Je ne sais d’où je tiens cette répartie qui, dans mon approximative mémoire, serait attribuée à madame de Scudéry (on ne prête qu’aux riches), quant à savoir si l’on peut parler de « ces choses » devant les jeunes filles :
À celles qui ne savent rien ça n’apprend rien
Et à celles qui savent, ça n’apprend rien non plus.
Forts de cet adage, les adultes, dont ma grand-mère, s’autorisaient à raconter devant nous, jeunes béotiens, des histoires dites drôles qu’elles croyaient innocentes, comme celle de ces trios de gamins discutant devant la porte de leur immeuble :
– Moi, disait le premier, je suis né dans un chou.

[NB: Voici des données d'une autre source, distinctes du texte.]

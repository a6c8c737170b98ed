//! Tamper-evident audit trail.
//!
//! Every state transition is appended as a signed record. Per workflow,
//! records form a hash chain: each record's `prev_hash` is the signature of
//! the previous record (a fixed zero hash for the first), and the
//! signature is `HMAC-SHA256(AUDIT_SECRET_KEY, canonical(record without
//! signature))`. Verification is a linear walk; any edit, reorder, or
//! deletion breaks the chain.

mod memory;

pub use memory::InMemoryAuditLog;

use async_trait::async_trait;
use chrono::{DateTime, Utc};
use serde::{Deserialize, Serialize};

use crate::signing::{HmacSigner, ZERO_HASH};
use crate::workflow::{TaskStatus, WorkflowStatus};

/// Audit event kinds
#[derive(Debug, Clone, Copy, PartialEq, Eq, Serialize, Deserialize)]
#[serde(rename_all = "SCREAMING_SNAKE_CASE")]
pub enum AuditEvent {
    WorkflowCreated,
    WorkflowStarted,
    TaskTransition,
    WorkflowTerminal,
    CompensationRun,
    GovernanceDeny,
    /// A duplicate idempotent submission arrived with a definition that
    /// differs from the stored one
    IdempotentReplay,
}

impl std::fmt::Display for AuditEvent {
    fn fmt(&self, f: &mut std::fmt::Formatter<'_>) -> std::fmt::Result {
        let s = match self {
            Self::WorkflowCreated => "WORKFLOW_CREATED",
            Self::WorkflowStarted => "WORKFLOW_STARTED",
            Self::TaskTransition => "TASK_TRANSITION",
            Self::WorkflowTerminal => "WORKFLOW_TERMINAL",
            Self::CompensationRun => "COMPENSATION_RUN",
            Self::GovernanceDeny => "GOVERNANCE_DENY",
            Self::IdempotentReplay => "IDEMPOTENT_REPLAY",
        };
        write!(f, "{s}")
    }
}

impl std::str::FromStr for AuditEvent {
    type Err = String;

    fn from_str(s: &str) -> Result<Self, Self::Err> {
        match s {
            "WORKFLOW_CREATED" => Ok(Self::WorkflowCreated),
            "WORKFLOW_STARTED" => Ok(Self::WorkflowStarted),
            "TASK_TRANSITION" => Ok(Self::TaskTransition),
            "WORKFLOW_TERMINAL" => Ok(Self::WorkflowTerminal),
            "COMPENSATION_RUN" => Ok(Self::CompensationRun),
            "GOVERNANCE_DENY" => Ok(Self::GovernanceDeny),
            "IDEMPOTENT_REPLAY" => Ok(Self::IdempotentReplay),
            other => Err(format!("unknown audit event: {other}")),
        }
    }
}

/// Unsigned audit input; the log assigns seq, timestamp, chain fields, and
/// the signature on append
#[derive(Debug, Clone)]
pub struct AuditEntry {
    pub workflow_id: String,
    pub task_id: Option<String>,
    pub event: AuditEvent,
    pub from_state: Option<String>,
    pub to_state: Option<String>,
}

impl AuditEntry {
    /// Workflow-level event
    pub fn workflow(
        workflow_id: impl Into<String>,
        event: AuditEvent,
        from: Option<WorkflowStatus>,
        to: Option<WorkflowStatus>,
    ) -> Self {
        Self {
            workflow_id: workflow_id.into(),
            task_id: None,
            event,
            from_state: from.map(|s| s.to_string()),
            to_state: to.map(|s| s.to_string()),
        }
    }

    /// Task status transition
    pub fn transition(
        workflow_id: impl Into<String>,
        task_id: impl Into<String>,
        from: TaskStatus,
        to: TaskStatus,
    ) -> Self {
        Self {
            workflow_id: workflow_id.into(),
            task_id: Some(task_id.into()),
            event: AuditEvent::TaskTransition,
            from_state: Some(from.to_string()),
            to_state: Some(to.to_string()),
        }
    }

    /// Task-level event with explicit states
    pub fn task(
        workflow_id: impl Into<String>,
        task_id: impl Into<String>,
        event: AuditEvent,
        from: Option<TaskStatus>,
        to: Option<TaskStatus>,
    ) -> Self {
        Self {
            workflow_id: workflow_id.into(),
            task_id: Some(task_id.into()),
            event,
            from_state: from.map(|s| s.to_string()),
            to_state: to.map(|s| s.to_string()),
        }
    }
}

/// A signed, chained audit record
#[derive(Debug, Clone, Serialize, Deserialize)]
pub struct AuditRecord {
    pub seq: u64,
    pub workflow_id: String,
    pub task_id: Option<String>,
    pub event: AuditEvent,
    pub from_state: Option<String>,
    pub to_state: Option<String>,
    pub timestamp: DateTime<Utc>,
    pub prev_hash: String,
    pub signature: String,
}

/// Errors from audit operations
#[derive(Debug, thiserror::Error)]
pub enum AuditError {
    /// Chain verification failed; the workflow must be quarantined
    #[error("audit chain broken at seq {seq}: {reason}")]
    BrokenChain { seq: u64, reason: String },

    /// Database error
    #[error("database error: {0}")]
    Database(String),

    /// Serialization error
    #[error("serialization error: {0}")]
    Serialization(String),
}

/// Canonical byte encoding of a record, signature field excluded
pub fn record_canonical(record: &AuditRecord) -> Vec<u8> {
    let canonical = serde_json::json!([
        record.seq,
        record.workflow_id,
        record.task_id,
        record.event.to_string(),
        record.from_state,
        record.to_state,
        record.timestamp.timestamp_micros(),
        record.prev_hash,
    ]);
    canonical.to_string().into_bytes()
}

/// Sign an otherwise-complete record
pub fn sign_record(signer: &HmacSigner, record: &mut AuditRecord) {
    record.signature = signer.sign(&record_canonical(record));
}

/// Linear walk over one workflow's records in seq order
///
/// Returns the number of verified records.
pub fn verify_records(
    signer: &HmacSigner,
    records: &[AuditRecord],
) -> Result<usize, AuditError> {
    let mut prev_hash = ZERO_HASH;
    for record in records {
        if record.prev_hash != prev_hash {
            return Err(AuditError::BrokenChain {
                seq: record.seq,
                reason: "prev_hash does not match the preceding record".to_string(),
            });
        }
        if !signer.verify(&record_canonical(record), &record.signature) {
            return Err(AuditError::BrokenChain {
                seq: record.seq,
                reason: "signature does not verify".to_string(),
            });
        }
        prev_hash = &record.signature;
    }
    Ok(records.len())
}

/// Append-only signed event log
///
/// Events for a single workflow are totally ordered and chained; the log
/// serializes appends.
#[async_trait]
pub trait AuditLog: Send + Sync + 'static {
    /// Append an entry, returning the signed record
    async fn append(&self, entry: AuditEntry) -> Result<AuditRecord, AuditError>;

    /// All records for a workflow in seq order
    async fn records(&self, workflow_id: &str) -> Result<Vec<AuditRecord>, AuditError>;

    /// Verify the workflow's chain end to end; returns the record count
    async fn verify_chain(&self, workflow_id: &str) -> Result<usize, AuditError>;
}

– Moi, rétorquait le second, dans une fleur.
– Et moi dans un œuf, affirmait péremptoirement le troisième.
– Comment ça dans un œuf ?
– Ben oui, chaque fois que j’passe d’vant sa loge, la concierge s’esclaffe : Tiens v’là l’petit d’la poule du cinquième !
Je riais bien sûr, pour ne pas paraître idiot quand cette question, moi aussi, me taraudait : ça vient d’où les enfants ?
Et chaque indice ne faisait qu’accroître ma perplexité.
Ainsi, bien avant l’invention des tampons hygiéniques, suis-je à plusieurs reprises resté figé devant des couches que ma mère laissait sécher sur le radiateur de la salle de bains alors que, dans le même temps, ni biberon s’égouttant sur le bord de l’évier, ni vagissements provenant de quelque soupente, ne pouvaient laisser soupçonner la présence d’un nourrisson caché dans la maison.
Mais le pire suintait de la buée des propos égarés :
Tout le monde sait que c’est un enfant non désiré ! asséna un jour ma tante à propos d’un petit voisin de mon âge.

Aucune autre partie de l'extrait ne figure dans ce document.